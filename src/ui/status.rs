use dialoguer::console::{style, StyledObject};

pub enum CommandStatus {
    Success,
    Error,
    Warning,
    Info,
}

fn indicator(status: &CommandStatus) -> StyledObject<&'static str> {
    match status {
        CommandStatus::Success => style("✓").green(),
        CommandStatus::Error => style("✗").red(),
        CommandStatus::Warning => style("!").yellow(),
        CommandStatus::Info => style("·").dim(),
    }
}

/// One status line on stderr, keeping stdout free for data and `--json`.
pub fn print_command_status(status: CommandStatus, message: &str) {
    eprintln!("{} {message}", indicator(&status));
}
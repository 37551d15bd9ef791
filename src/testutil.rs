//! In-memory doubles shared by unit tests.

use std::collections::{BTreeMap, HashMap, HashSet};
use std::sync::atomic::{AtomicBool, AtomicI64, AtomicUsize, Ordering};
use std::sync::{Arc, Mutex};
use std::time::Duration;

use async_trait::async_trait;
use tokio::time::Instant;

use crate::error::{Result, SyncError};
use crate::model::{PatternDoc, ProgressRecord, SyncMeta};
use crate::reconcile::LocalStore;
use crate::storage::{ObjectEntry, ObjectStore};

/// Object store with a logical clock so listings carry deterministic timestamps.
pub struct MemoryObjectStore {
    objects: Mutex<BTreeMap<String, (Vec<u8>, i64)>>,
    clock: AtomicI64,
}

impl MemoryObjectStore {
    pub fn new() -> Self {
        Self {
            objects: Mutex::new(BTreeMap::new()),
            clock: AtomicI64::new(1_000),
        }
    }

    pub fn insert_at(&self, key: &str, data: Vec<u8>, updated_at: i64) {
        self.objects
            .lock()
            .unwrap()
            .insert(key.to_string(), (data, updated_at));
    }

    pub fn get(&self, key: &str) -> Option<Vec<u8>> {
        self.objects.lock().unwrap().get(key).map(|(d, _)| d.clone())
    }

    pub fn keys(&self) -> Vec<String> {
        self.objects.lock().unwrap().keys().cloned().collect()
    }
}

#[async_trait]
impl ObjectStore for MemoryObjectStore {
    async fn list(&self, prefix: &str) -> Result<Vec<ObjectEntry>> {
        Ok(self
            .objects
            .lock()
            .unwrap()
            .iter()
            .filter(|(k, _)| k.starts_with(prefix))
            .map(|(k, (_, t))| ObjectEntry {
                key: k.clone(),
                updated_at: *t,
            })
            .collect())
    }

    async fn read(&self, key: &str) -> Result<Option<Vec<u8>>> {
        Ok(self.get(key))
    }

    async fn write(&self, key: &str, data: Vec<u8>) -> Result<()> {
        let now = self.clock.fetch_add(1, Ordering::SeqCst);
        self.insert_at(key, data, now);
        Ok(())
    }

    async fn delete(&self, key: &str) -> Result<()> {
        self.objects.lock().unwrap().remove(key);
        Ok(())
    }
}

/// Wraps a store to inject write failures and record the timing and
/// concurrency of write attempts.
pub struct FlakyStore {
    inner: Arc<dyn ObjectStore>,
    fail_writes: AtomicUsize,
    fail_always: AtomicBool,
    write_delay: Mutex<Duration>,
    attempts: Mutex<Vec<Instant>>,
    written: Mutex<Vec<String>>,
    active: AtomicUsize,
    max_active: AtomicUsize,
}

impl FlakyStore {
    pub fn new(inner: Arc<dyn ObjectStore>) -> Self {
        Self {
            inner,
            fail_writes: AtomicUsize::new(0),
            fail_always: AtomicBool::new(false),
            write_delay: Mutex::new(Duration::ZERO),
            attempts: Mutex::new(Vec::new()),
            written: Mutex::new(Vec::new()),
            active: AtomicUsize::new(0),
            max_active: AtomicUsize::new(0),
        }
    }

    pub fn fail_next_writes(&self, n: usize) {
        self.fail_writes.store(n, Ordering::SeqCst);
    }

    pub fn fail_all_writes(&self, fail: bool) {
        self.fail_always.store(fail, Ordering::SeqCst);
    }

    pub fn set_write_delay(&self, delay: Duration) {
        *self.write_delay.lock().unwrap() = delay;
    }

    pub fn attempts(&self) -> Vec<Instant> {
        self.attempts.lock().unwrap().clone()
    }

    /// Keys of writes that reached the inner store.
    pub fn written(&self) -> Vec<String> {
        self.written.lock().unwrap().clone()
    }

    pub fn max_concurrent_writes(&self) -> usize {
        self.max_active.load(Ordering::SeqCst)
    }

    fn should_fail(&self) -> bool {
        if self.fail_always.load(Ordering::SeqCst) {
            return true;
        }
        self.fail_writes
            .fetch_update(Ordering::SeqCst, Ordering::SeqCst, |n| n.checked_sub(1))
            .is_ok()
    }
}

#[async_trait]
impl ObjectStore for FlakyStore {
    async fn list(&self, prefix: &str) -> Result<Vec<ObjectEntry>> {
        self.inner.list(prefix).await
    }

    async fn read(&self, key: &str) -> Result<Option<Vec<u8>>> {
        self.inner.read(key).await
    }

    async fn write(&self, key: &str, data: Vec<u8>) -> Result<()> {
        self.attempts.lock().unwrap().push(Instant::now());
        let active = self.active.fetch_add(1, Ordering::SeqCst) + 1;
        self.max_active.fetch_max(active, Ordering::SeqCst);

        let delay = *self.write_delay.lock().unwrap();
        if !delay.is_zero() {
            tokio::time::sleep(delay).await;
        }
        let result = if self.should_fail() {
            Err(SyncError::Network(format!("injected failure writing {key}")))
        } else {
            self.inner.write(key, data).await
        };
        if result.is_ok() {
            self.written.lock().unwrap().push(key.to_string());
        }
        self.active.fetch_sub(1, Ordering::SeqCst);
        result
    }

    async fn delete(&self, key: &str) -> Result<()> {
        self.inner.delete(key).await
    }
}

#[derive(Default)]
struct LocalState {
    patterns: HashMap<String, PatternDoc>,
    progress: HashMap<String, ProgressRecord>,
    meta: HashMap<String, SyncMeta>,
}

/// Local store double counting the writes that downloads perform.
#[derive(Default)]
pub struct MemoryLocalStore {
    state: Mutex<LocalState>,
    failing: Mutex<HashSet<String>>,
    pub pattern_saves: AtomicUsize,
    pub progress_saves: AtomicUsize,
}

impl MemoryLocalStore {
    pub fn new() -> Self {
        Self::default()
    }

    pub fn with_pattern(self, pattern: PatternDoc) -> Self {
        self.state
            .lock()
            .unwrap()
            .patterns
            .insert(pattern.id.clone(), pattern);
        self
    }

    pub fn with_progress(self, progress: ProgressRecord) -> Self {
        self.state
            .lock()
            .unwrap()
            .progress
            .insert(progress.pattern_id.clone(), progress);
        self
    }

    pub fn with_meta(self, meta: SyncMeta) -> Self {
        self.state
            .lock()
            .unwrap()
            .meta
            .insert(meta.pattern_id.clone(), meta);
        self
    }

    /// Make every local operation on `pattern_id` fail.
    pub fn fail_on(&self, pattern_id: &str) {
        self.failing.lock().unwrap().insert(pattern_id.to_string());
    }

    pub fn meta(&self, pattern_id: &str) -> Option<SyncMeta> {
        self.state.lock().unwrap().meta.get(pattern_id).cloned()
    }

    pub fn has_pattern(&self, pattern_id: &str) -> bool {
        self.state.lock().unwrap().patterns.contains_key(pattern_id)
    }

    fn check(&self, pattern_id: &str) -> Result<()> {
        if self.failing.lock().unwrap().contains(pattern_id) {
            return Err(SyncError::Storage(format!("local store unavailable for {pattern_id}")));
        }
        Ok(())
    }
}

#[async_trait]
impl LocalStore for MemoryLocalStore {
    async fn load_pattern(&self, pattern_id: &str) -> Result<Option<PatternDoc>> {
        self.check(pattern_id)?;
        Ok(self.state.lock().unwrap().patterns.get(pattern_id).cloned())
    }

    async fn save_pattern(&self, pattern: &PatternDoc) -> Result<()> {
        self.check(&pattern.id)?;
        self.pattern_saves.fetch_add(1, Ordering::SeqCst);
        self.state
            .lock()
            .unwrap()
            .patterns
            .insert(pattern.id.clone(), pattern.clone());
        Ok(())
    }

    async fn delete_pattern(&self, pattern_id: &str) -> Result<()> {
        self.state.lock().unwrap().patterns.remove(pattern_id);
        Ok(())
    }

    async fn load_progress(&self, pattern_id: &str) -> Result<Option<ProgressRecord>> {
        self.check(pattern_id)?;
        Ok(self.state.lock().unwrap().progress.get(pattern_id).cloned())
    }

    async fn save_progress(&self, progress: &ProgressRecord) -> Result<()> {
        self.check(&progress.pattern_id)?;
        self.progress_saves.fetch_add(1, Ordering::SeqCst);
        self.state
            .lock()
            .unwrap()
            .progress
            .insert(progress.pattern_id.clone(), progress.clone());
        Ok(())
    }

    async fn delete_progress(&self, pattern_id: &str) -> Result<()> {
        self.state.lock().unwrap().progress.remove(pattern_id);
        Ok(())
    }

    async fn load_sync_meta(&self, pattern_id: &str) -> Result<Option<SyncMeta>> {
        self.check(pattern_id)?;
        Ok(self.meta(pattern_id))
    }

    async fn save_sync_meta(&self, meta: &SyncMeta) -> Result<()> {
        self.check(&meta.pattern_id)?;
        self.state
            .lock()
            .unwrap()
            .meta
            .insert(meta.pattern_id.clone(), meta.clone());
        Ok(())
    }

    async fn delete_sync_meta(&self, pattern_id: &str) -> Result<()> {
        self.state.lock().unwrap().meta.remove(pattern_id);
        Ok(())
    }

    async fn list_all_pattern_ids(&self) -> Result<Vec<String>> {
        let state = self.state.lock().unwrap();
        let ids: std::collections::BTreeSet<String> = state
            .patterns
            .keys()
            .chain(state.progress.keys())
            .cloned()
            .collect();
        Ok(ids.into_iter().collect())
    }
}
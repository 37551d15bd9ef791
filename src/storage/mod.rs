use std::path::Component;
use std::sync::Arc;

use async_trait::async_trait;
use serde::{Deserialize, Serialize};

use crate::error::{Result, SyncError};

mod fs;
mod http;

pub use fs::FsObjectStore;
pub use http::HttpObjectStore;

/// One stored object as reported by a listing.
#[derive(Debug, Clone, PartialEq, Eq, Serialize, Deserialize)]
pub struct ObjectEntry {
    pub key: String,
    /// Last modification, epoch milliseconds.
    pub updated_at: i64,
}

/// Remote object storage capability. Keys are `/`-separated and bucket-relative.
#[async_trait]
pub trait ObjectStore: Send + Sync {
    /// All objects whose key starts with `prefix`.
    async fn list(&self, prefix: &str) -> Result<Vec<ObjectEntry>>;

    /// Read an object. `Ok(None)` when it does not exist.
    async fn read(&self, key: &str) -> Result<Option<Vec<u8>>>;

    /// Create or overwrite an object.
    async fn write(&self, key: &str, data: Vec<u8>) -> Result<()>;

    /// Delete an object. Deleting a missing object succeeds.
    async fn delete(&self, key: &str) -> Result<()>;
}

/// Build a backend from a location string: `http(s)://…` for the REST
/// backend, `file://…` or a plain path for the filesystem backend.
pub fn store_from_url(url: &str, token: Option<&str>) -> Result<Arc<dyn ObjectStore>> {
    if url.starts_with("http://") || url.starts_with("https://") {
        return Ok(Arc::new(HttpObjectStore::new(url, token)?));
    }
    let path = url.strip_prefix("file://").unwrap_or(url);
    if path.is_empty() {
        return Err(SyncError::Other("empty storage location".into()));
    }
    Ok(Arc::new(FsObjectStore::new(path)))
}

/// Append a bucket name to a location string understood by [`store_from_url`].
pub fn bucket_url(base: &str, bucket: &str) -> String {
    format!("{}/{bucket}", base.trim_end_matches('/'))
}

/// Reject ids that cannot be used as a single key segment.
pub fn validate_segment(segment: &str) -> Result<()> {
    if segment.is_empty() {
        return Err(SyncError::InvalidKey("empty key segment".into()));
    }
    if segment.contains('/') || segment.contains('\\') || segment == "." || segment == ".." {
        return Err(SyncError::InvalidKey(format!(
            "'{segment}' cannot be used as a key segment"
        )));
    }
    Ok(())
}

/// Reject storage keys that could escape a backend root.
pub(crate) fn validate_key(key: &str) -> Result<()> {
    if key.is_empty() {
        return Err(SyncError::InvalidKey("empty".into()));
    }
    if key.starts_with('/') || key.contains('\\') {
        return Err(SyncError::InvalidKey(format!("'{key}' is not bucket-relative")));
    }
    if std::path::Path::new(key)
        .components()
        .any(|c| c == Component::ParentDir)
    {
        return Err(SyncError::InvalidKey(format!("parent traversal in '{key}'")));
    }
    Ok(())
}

● ● ● ● ● ● ●

| WORK ORDER |
The required output is a copy of each line in the records where the string "LocalState" occurs.

| TASK OUTPUT |
struct LocalState {
    state: Mutex<LocalState>,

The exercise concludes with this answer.